Обзор книги Анатоль Франс - Фрегат «Мюирон»
Анатоль Франс
Фрегат «Мюирон»
«А порой в наши долгие вечера главнокомандующий рассказывал нам истории с привидениями, повествования, на которые он был особенно мастер».
(Мемуары графа Лавалетта, 1831, т.1 стр. 355.)Более трех месяцев Бонапарт не имел известий из Европы, и по своем возвращении из Сан-Жан-д'Акр, он отправил парламентера к турецкому адмиралу под предлогом уговора о размене пленных, но на самом деле в надежде, что сэр Сидней Смит задержит этого офицера при переправе и осведомит его о недавних событиях, если они, как можно было предвидеть, несчастливы для республики.
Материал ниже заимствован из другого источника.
//! Screen Resolver
//!
//! Turns the declared screen catalog plus the startup overrides into the
//! screens that actually run, in order, and the screen shown first.
//!
//! # Design
//!
//! - **Pure logic**: No I/O and no global state. Problems go to the injected
//!   `DiagnosticSink`, fatal ones come back as `SelectionError`
//! - **Identity by position**: Screens are tracked by their catalog position,
//!   so `S` only needs `Clone`
//! - **Single factory call**: The home screen factory is `FnOnce`
//!
//! # Resolution Rules
//!
//! | Step | Input             | Rule |
//! |------|-------------------|------|
//! | 1    | `screens`         | 1-based positions; any invalid entry discards the whole subset |
//! | 2    | all overrides     | Conflicts are reported; strict mode fails on the first |
//! | 3    | `homeScreen`      | Home screen built iff more than one screen runs and it is not forbidden |
//! | 4    | `initialScreen`   | 0 = home screen (or first screen), N = catalog screen N |

use serde::Serialize;
use tracing::{debug, warn};

use crate::diagnostics::DiagnosticSink;
use crate::error::SelectionError;
use crate::params::{ScreenOverrides, HOME_SCREEN, INITIAL_SCREEN, SCREENS};
use crate::types::ValidationMode;

/// Outcome of a successful screen resolution.
///
/// # Invariants
///
/// - `selected_screens` is non-empty
/// - `screens` is `selected_screens`, prefixed by `home_screen` when present
/// - `initial_screen` is `screens[initial_index()]`
#[derive(Debug, Clone, PartialEq, Eq, Serialize)]
pub struct ResolvedScreens<S> {
    /// Aggregator screen, if one was created
    pub home_screen: Option<S>,

    /// Screen displayed at startup
    pub initial_screen: S,

    /// Catalog screens in play, in run order
    pub selected_screens: Vec<S>,

    /// Every runtime screen: the home screen (if any) followed by `selected_screens`
    pub screens: Vec<S>,

    initial_index: usize,
}

impl<S> ResolvedScreens<S> {
    /// Position of `initial_screen` within `screens`
    pub fn initial_index(&self) -> usize {
        self.initial_index
    }

    /// Returns true if a home screen was created
    pub fn has_home_screen(&self) -> bool {
        self.home_screen.is_some()
    }

    /// Returns true if the run starts on the home screen
    pub fn starts_on_home_screen(&self) -> bool {
        self.has_home_screen() && self.initial_index == 0
    }
}

// ============================================================================
// Resolution
// ============================================================================

/// Select, order and validate the runtime screens.
///
/// `catalog` holds every declared screen in declaration order. `overrides`
/// carries the explicitly supplied parameters. `create_home_screen` builds the
/// aggregator from the selected screens and is called at most once.
///
/// # Errors
///
/// - `EmptyCatalog`: `catalog` has no screens
/// - `IncompatibleOverrides`: strict mode only, for the first conflicting
///   combination found
/// - `InitialScreenNotFound`: `initialScreen` names a screen that does not run,
///   regardless of mode
///
/// # What This Explicitly Refuses To Do
///
/// - Honour part of a `screens` subset: one bad entry discards all of it
/// - Build a home screen for a single running screen
pub fn resolve_screens<S, F>(
    catalog: &[S],
    overrides: &ScreenOverrides,
    mode: ValidationMode,
    sink: &mut dyn DiagnosticSink,
    create_home_screen: F,
) -> Result<ResolvedScreens<S>, SelectionError>
where
    S: Clone,
    F: FnOnce(&[S]) -> S,
{
    if catalog.is_empty() {
        return Err(SelectionError::EmptyCatalog);
    }

    // 1. Which catalog screens run, and in which order
    let positions = select_positions(catalog.len(), overrides.screens.as_deref(), sink);
    let selected_screens: Vec<S> = positions.iter().map(|&p| catalog[p].clone()).collect();
    debug!("Selected catalog positions: {:?}", positions);

    // 2. Conflicting overrides
    check_conflicts(catalog.len(), selected_screens.len(), overrides, mode, sink)?;

    // 3. Home screen
    let home_screen = if selected_screens.len() > 1 && overrides.home_screen != Some(false) {
        debug!("Creating home screen over {} screens", selected_screens.len());
        Some(create_home_screen(&selected_screens))
    } else {
        None
    };

    // 4. Initial screen
    let index = overrides.initial_screen_index();
    let initial_index = if index == 0 {
        // Home screen when present, otherwise the first selected screen
        0
    } else {
        let offset = usize::from(home_screen.is_some());
        positions
            .iter()
            .position(|&p| p == index - 1)
            .map(|pos| pos + offset)
            .ok_or(SelectionError::InitialScreenNotFound { index })?
    };

    let mut screens = Vec::with_capacity(selected_screens.len() + 1);
    screens.extend(home_screen.iter().cloned());
    screens.extend(selected_screens.iter().cloned());
    let initial_screen = screens[initial_index].clone();

    debug!(
        "Resolved {} runtime screens (home screen: {}, initial index: {})",
        screens.len(),
        home_screen.is_some(),
        initial_index
    );

    Ok(ResolvedScreens {
        home_screen,
        initial_screen,
        selected_screens,
        screens,
        initial_index,
    })
}

// ============================================================================
// Helpers
// ============================================================================

/// Map the 1-based `screens` subset to 0-based catalog positions.
///
/// Falls back to every position, in catalog order, when no subset was given
/// or when any entry is out of range.
fn select_positions(
    catalog_len: usize,
    requested: Option<&[usize]>,
    sink: &mut dyn DiagnosticSink,
) -> Vec<usize> {
    let Some(requested) = requested else {
        return (0..catalog_len).collect();
    };

    if requested.is_empty() {
        sink.report(SCREENS, "", "screen subset must name at least one screen");
        return (0..catalog_len).collect();
    }

    let mut positions = Vec::with_capacity(requested.len());
    let mut all_valid = true;
    for &user_index in requested {
        if (1..=catalog_len).contains(&user_index) {
            positions.push(user_index - 1);
        } else {
            sink.report(
                SCREENS,
                &user_index.to_string(),
                &format!("invalid screen index: {user_index}"),
            );
            all_valid = false;
        }
    }

    if all_valid {
        positions
    } else {
        warn!("Ignoring screen subset {:?}, using all screens", requested);
        (0..catalog_len).collect()
    }
}

/// Report override combinations that cannot be honoured.
///
/// In strict mode the first conflict is returned after it is reported. In
/// lenient mode every conflict is reported and the later steps fall back to
/// the safe default on their own.
fn check_conflicts(
    catalog_len: usize,
    selected_len: usize,
    overrides: &ScreenOverrides,
    mode: ValidationMode,
    sink: &mut dyn DiagnosticSink,
) -> Result<(), SelectionError> {
    if catalog_len == 1 && overrides.home_screen == Some(true) {
        let reason = "cannot specify homeScreen=true for a single-screen catalog";
        sink.report(HOME_SCREEN, "true", reason);
        if mode.is_strict() {
            return Err(SelectionError::incompatible(HOME_SCREEN, true, reason));
        }
    }

    if overrides.initial_screen == Some(0) && overrides.home_screen == Some(false) {
        let reason = "cannot specify initialScreen=0 when the home screen is disabled with homeScreen=false";
        sink.report(INITIAL_SCREEN, "0", reason);
        sink.report(HOME_SCREEN, "false", reason);
        if mode.is_strict() {
            return Err(SelectionError::incompatible(INITIAL_SCREEN, 0, reason));
        }
    }

    if overrides.initial_screen == Some(0) && selected_len == 1 {
        let reason = "cannot specify initialScreen=0 when only one screen is selected";
        sink.report(INITIAL_SCREEN, "0", reason);
        if mode.is_strict() {
            return Err(SelectionError::incompatible(INITIAL_SCREEN, 0, reason));
        }
    }

    Ok(())
}

// ============================================================================
// Tests
// ============================================================================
Генерал рассчитал правильно. Сэр Сидней заставил парламентера подняться на свой корабль и принял его с почетом. Завязав разговор, он не замедлил убедиться, что сирийская армия не получала ни депеш, ни каких бы то ни было других известий. Он указал ему на газеты, развернутые на столе, и с учтивым коварством просил его взять их с собой. Бонапарт целую ночь читал их в своей палатке. Утром он принял решение вернуться во Францию, чтобы взять в свои руки падавшую власть. Только бы ему поставить ногу на территорию республики, он сокрушит ее слабое и жестокое правительство, отдавшее родину в добычу глупцам и мошенникам, и один станет на разметенном месте. Чтобы выполнить эти намерения, нужно было переехать при противном ветре Средиземное море, усеянное английскими крейсерами. Но Бонапарт видел только цель и свою звезду. По непостижимому счастью, он получил от Директории разрешение покинуть египетскую армию и самому назначить себе преемника.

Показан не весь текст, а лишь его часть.